Entramos al portal, frío y algo oscuro. Subimos por las escaleras de madera hasta llegar a un rellano. Mi madrina dio dos golpes a una puerta. Una mujer elegante y sonriente nos abrió.

—¡Señora Montero! ¡Cuánto tiempo! ¿Qué la trae por aquí? Pase, pase.

—Buenas tardes, doña Alicia —saludó amable mi madrina.

Pasamos a una sala exquisitamente decorada con tapices, alfombras, consolas con candiles y candelabros hermosos.

—Siéntense, por favor —nos ofreció doña Alicia.

—No se preocupe, no tenemos mucho tiempo. Ella es Elisa, mi sobrina. Se trasladó a la ciudad hace poco y necesita buenos vestidos. Quiero que le haga cinco de paseo, dos camisones y tres de domingo.

—De acuerdo, por supuesto —asintió la modista.

—Si me disculpa, yo tengo que ir a encargarme de unos asuntos. Volveré en dos horas. ¿Es tiempo suficiente para tomar las medidas?

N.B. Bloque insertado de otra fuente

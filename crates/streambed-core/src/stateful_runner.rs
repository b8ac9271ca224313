//! Drives a user-defined [`DoFn`] per (key, window): admission (with late-data dropping), GC
//! scheduling, optional event-time sorted delivery, and timer/window-expiration dispatch.

use crate::batch_driver::TimerDriven;
use crate::dofn::{DoFn, ElementContext, DoFnSignature};
use crate::output::OutputReceiver;
use crate::timer_store::TimerStore;
use ahash::AHashSet;
use std::sync::Arc;
use streambed_state::StateStore;
use streambed_types::{
    CoreError, Element, MetricSink, PipelineOptions, Result, StateNamespace, TimeDomain, Timer, TimerId, Timestamp,
    Window, DROPPED_DUE_TO_LATENESS, PROCESSED_ELEMENTS,
};

const GC_TIMER: &str = "__gc";
const SORT_FLUSH_TIMER: &str = "__sort_flush";
const SORT_BUF_CELL: &str = "__sort_buf";

struct RunnerContext<'a, K> {
    key: &'a K,
    window: Window,
    state: &'a mut StateStore,
    timers: &'a mut TimerStore,
}

impl<'a, K> ElementContext<K> for RunnerContext<'a, K> {
    fn key(&self) -> &K {
        self.key
    }

    fn window(&self) -> Window {
        self.window
    }

    fn state(&mut self) -> &mut StateStore {
        self.state
    }

    fn input_watermark(&self) -> Timestamp {
        self.timers.input_watermark()
    }

    fn processing_time(&self) -> Timestamp {
        self.timers.processing_time()
    }

    fn set_timer(&mut self, name: &str, family: &str, domain: TimeDomain, timestamp: Timestamp, output_timestamp: Timestamp) {
        let id = TimerId::new(StateNamespace::window(self.window), name, family, domain);
        self.timers.set(Timer::new(id, timestamp).with_output_timestamp(output_timestamp));
    }

    fn delete_timer(&mut self, name: &str, family: &str, domain: TimeDomain) {
        let id = TimerId::new(StateNamespace::window(self.window), name, family, domain);
        self.timers.delete(&id);
    }
}

/// Drives one key's stateful element processing: admits or drops each element, schedules GC and
/// (optionally) sort-flush timers, and dispatches fired timers to the right handler.
pub struct StatefulRunner<K, V, O> {
    key: K,
    dofn: Box<dyn DoFn<K, V, O>>,
    signature: DoFnSignature,
    allowed_lateness_ms: i64,
    state: StateStore,
    timers: TimerStore,
    metrics: Arc<dyn MetricSink>,
    touched_windows: AHashSet<Window>,
    /// The options passed to the most recent `process_element` call, kept around so the
    /// timer-dispatch path (which runs independently of any single `process_element` call) can
    /// still honor `disable_metrics`.
    options: PipelineOptions,
}

impl<K, V, O> StatefulRunner<K, V, O>
where
    K: Clone,
    V: Clone + Send + 'static,
{
    pub fn new(key: K, dofn: Box<dyn DoFn<K, V, O>>, allowed_lateness_ms: i64, metrics: Arc<dyn MetricSink>) -> Self {
        let signature = dofn.signature();
        Self {
            key,
            dofn,
            signature,
            allowed_lateness_ms,
            state: StateStore::new(),
            timers: TimerStore::new(),
            metrics,
            touched_windows: AHashSet::default(),
            options: PipelineOptions::default(),
        }
    }

    /// Rehydrates a runner against previously-persisted state, mirroring
    /// [`crate::reduce_fn_runner::ReduceFnRunner::resume`]. `touched_windows` is not itself
    /// persisted state (§9: it's runner-internal bookkeeping, not a user-visible cell), so a
    /// resumed runner starts with an empty set; a host that needs `onWindowExpiration` to fire
    /// across a resume must re-derive it from the windows still present in `state`.
    pub fn resume(
        key: K,
        dofn: Box<dyn DoFn<K, V, O>>,
        allowed_lateness_ms: i64,
        metrics: Arc<dyn MetricSink>,
        state: StateStore,
        timers: TimerStore,
    ) -> Self {
        let signature = dofn.signature();
        Self {
            key,
            dofn,
            signature,
            allowed_lateness_ms,
            state,
            timers,
            metrics,
            touched_windows: AHashSet::default(),
            options: PipelineOptions::default(),
        }
    }

    pub fn key(&self) -> &K {
        &self.key
    }

    pub fn timers_mut(&mut self) -> &mut TimerStore {
        &mut self.timers
    }

    /// Hands back ownership of this key's state and timers for persistence between invocations.
    pub fn into_parts(self) -> (StateStore, TimerStore) {
        (self.state, self.timers)
    }

    fn gc_timer_id(window: Window) -> TimerId {
        TimerId::internal(StateNamespace::window(window), GC_TIMER, TimeDomain::EventTime)
    }

    fn sort_flush_timer_id(window: Window) -> TimerId {
        TimerId::internal(StateNamespace::window(window), SORT_FLUSH_TIMER, TimeDomain::EventTime)
    }

    fn effective_allowed_lateness(&self, options: &PipelineOptions) -> i64 {
        options.effective_allowed_lateness(self.allowed_lateness_ms)
    }

    /// Admits (or drops as late) one element into each of its assigned windows.
    pub fn process_element(&mut self, element: Element<V>, out: &mut dyn OutputReceiver<O>, options: &PipelineOptions) -> Result<()> {
        self.options = options.clone();
        let allowed_lateness = self.effective_allowed_lateness(options);
        let sorted_delivery = options.ordering_enabled && self.signature.requires_time_sorted_input;

        for window in element.windows.clone() {
            let expiration = window.expiration(allowed_lateness);
            if self.timers.input_watermark() > expiration {
                tracing::warn!(?window, timestamp = element.timestamp, expiration, "dropping element as late");
                options.record_metric(self.metrics.as_ref(), DROPPED_DUE_TO_LATENESS, 1);
                continue;
            }

            self.touched_windows.insert(window);
            self.timers.set(Timer::new(Self::gc_timer_id(window), expiration.saturating_add(streambed_types::GC_DELAY_MS)));

            if sorted_delivery {
                self.state
                    .bag_cell::<Element<V>>(StateNamespace::window(window), SORT_BUF_CELL)?
                    .add(element.in_window(window));
                self.timers.set(Timer::new(Self::sort_flush_timer_id(window), expiration));
            } else {
                self.invoke_process_element(window, element.in_window(window), out)?;
            }
        }
        Ok(())
    }

    fn invoke_process_element(&mut self, window: Window, element: Element<V>, out: &mut dyn OutputReceiver<O>) -> Result<()> {
        let mut ctx = RunnerContext {
            key: &self.key,
            window,
            state: &mut self.state,
            timers: &mut self.timers,
        };
        self.dofn
            .process_element(&mut ctx, element.timestamp, &element.value, out)
            .map_err(CoreError::UserCodeFailure)?;
        self.options.record_metric(self.metrics.as_ref(), PROCESSED_ELEMENTS, 1);
        Ok(())
    }

    fn flush_sorted(&mut self, window: Window, out: &mut dyn OutputReceiver<O>) -> Result<()> {
        let ns = StateNamespace::window(window);
        let mut elements = self.state.bag_cell::<Element<V>>(ns, SORT_BUF_CELL)?.take();
        // Stable sort: ties keep their original arrival order.
        elements.sort_by_key(|e| e.timestamp);
        for element in elements {
            self.invoke_process_element(window, element, out)?;
        }
        Ok(())
    }

    /// Dispatches one fired timer: GC clears the window's state, sort-flush drains the buffered
    /// elements in event-time order, and anything else is a user-declared timer.
    fn dispatch(&mut self, timer: Timer, out: &mut dyn OutputReceiver<O>) -> Result<()> {
        let window = timer
            .id
            .namespace
            .as_window()
            .ok_or_else(|| CoreError::TriggerContract("stateful timer fired outside a window namespace".into()))?;

        if timer.id.family == TimerId::INTERNAL_FAMILY {
            match timer.id.timer_name.as_str() {
                GC_TIMER => {
                    tracing::debug!(?window, "garbage collecting window state");
                    self.state.clear_namespace(StateNamespace::window(window));
                    Ok(())
                }
                SORT_FLUSH_TIMER => self.flush_sorted(window, out),
                other => Err(CoreError::TriggerContract(format!("unrecognized internal timer {other:?}"))),
            }
        } else {
            let mut ctx = RunnerContext {
                key: &self.key,
                window,
                state: &mut self.state,
                timers: &mut self.timers,
            };
            self.dofn
                .on_timer(&mut ctx, &timer.id.timer_name, &timer.id.family, timer.id.domain, timer.timestamp, out)
                .map_err(CoreError::UserCodeFailure)
        }
    }

    /// Invoked by `BatchDriver` once all timers have drained: calls `onWindowExpiration` for every
    /// window this key ever admitted an element into, if the `DoFn` declared one.
    pub fn invoke_window_expirations(&mut self, out: &mut dyn OutputReceiver<O>) -> Result<()> {
        if !self.signature.has_window_expiration {
            return Ok(());
        }
        let windows: Vec<Window> = self.touched_windows.iter().copied().collect();
        for window in windows {
            let mut ctx = RunnerContext {
                key: &self.key,
                window,
                state: &mut self.state,
                timers: &mut self.timers,
            };
            self.dofn.on_window_expiration(&mut ctx, out).map_err(CoreError::UserCodeFailure)?;
        }
        Ok(())
    }
}

/// Binds a [`StatefulRunner`] to its output receiver for the duration of a timer drain.
pub struct StatefulRunnerDrain<'a, K, V, O> {
    pub runner: &'a mut StatefulRunner<K, V, O>,
    pub out: &'a mut dyn OutputReceiver<O>,
}

impl<K, V, O> TimerDriven for StatefulRunnerDrain<'_, K, V, O>
where
    K: Clone,
    V: Clone + Send + 'static,
{
    fn timer_store_mut(&mut self) -> &mut TimerStore {
        &mut self.runner.timers
    }

    fn dispatch_timer(&mut self, timer: Timer) -> Result<()> {
        self.runner.dispatch(timer, self.out)
    }
}

#[cfg(test)]
mod tests {
    use super::*;
    use crate::batch_driver::BatchDriver;
    use crate::output::VecOutputReceiver;
    use std::error::Error;
    use streambed_types::{CountingMetricSink, NoopMetricSink, Window};

    struct Sum;
    impl DoFn<&'static str, i64, i64> for Sum {
        fn process_element(
            &mut self,
            ctx: &mut dyn ElementContext<&'static str>,
            _timestamp: Timestamp,
            value: &i64,
            out: &mut dyn OutputReceiver<i64>,
        ) -> std::result::Result<(), Box<dyn Error + Send + Sync>> {
            let cell = ctx.state().value_cell::<i64>(StateNamespace::window(ctx.window()), "total")?;
            let total = cell.read().copied().unwrap_or(0) + value;
            cell.write(total);
            out.push(None, streambed_types::WindowedValue {
                value: total,
                timestamp: _timestamp,
                window: ctx.window(),
                pane: streambed_types::PaneInfo::default(),
            });
            Ok(())
        }
    }

    #[test]
    fn late_elements_are_dropped_and_counted() {
        let metrics = Arc::new(CountingMetricSink::new());
        let mut runner = StatefulRunner::new("k", Box::new(Sum), 1, metrics.clone());
        runner.timers_mut().advance_input_watermark(streambed_types::MAX_TIMESTAMP).unwrap();

        let mut out = VecOutputReceiver::default();
        let options = PipelineOptions::default();
        runner
            .process_element(Element::new(1, 0, Window::new(0, 10)), &mut out, &options)
            .unwrap();

        assert_eq!(metrics.get(DROPPED_DUE_TO_LATENESS), 1);
        assert!(out.outputs.is_empty());
    }

    #[test]
    fn gc_fires_after_allowed_lateness_and_clears_state() {
        let metrics = Arc::new(NoopMetricSink);
        let mut runner = StatefulRunner::new("k", Box::new(Sum), 1, metrics);
        let options = PipelineOptions::default();
        let mut out = VecOutputReceiver::default();

        let w = Window::new(0, 10);
        runner.process_element(Element::new(1, 1, w), &mut out, &options).unwrap();
        runner.timers_mut().advance_input_watermark(12).unwrap();
        BatchDriver::drain_ready_timers(&mut StatefulRunnerDrain { runner: &mut runner, out: &mut out }).unwrap();

        assert!(runner.state.namespace_is_empty(StateNamespace::window(w)));

        let w2 = Window::new(10, 20);
        runner.process_element(Element::new(1, 10, w2), &mut out, &options).unwrap();
        runner.process_element(Element::new(1, 10, w2), &mut out, &options).unwrap();
        assert_eq!(out.outputs.last().unwrap().1.value, 2);
        // w2's GC timer fires at maxTimestamp(19) + allowedLateness(1) + GC_DELAY_MS(1) = 21, so
        // its state must still be intact at the current watermark (12) and even just shy of GC.
        assert!(!runner.state.namespace_is_empty(StateNamespace::window(w2)));
        runner.timers_mut().advance_input_watermark(20).unwrap();
        BatchDriver::drain_ready_timers(&mut StatefulRunnerDrain { runner: &mut runner, out: &mut out }).unwrap();
        assert!(!runner.state.namespace_is_empty(StateNamespace::window(w2)));

        runner.timers_mut().advance_input_watermark(streambed_types::MAX_TIMESTAMP).unwrap();
        BatchDriver::drain_ready_timers(&mut StatefulRunnerDrain { runner: &mut runner, out: &mut out }).unwrap();
        assert!(runner.state.namespace_is_empty(StateNamespace::window(w2)));
    }
}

—Sí, por supuesto, claro que sí, señora Montero. Pero ¿quiere usted ver las telas para escoger cuáles quiere para la niña?

—Me fío de su criterio, doña Alicia. Hace años que no veo más que negro en mis vestidos. Volveré a las seis. —Me miró fijamente—. Compórtate como es debido.

Asentí, como en tantas otras ocasiones. Doña Alicia esperó a que mi madrina nos abandonase para arquear las cejas y regalarme una sonrisa de fingida tranquilidad.

—¿Te gusta el color azul? —me preguntó, pretendiendo involucrarme en su decisión.

—Sí —dije, sin criterio alguno.

—Perfecto. Vas a quedar preciosa, criatura. ¡Dolores! ¡Mari Paz! Venid. —Dos jovencitas salieron escopeteadas desde dentro del taller—. Tenemos una clienta muy especial. Es Elisa. Quiero que saquéis el lino de color beis, la lana y la gasa azul. También traed algo de voile de algodón rosa. —Se giró y me miró—. Vas a quedar estupenda, criatura. Aquí le hemos hecho vestidos hasta a la mismísima reina Victoria Eugenia.

El movimiento de telas, medidas, anotaciones, vueltas y suaves órdenes para tomarme la talla de todas y cada una de mis extremidades se asemejó a un bonito juego de baile en el que aquellas tres mujeres estaban al servicio de mi nueva vestimenta. Me sonreían, conscientes de que, por mi timidez y reparo a pronunciar palabra, no debía de recibir grandes muestras de cariño.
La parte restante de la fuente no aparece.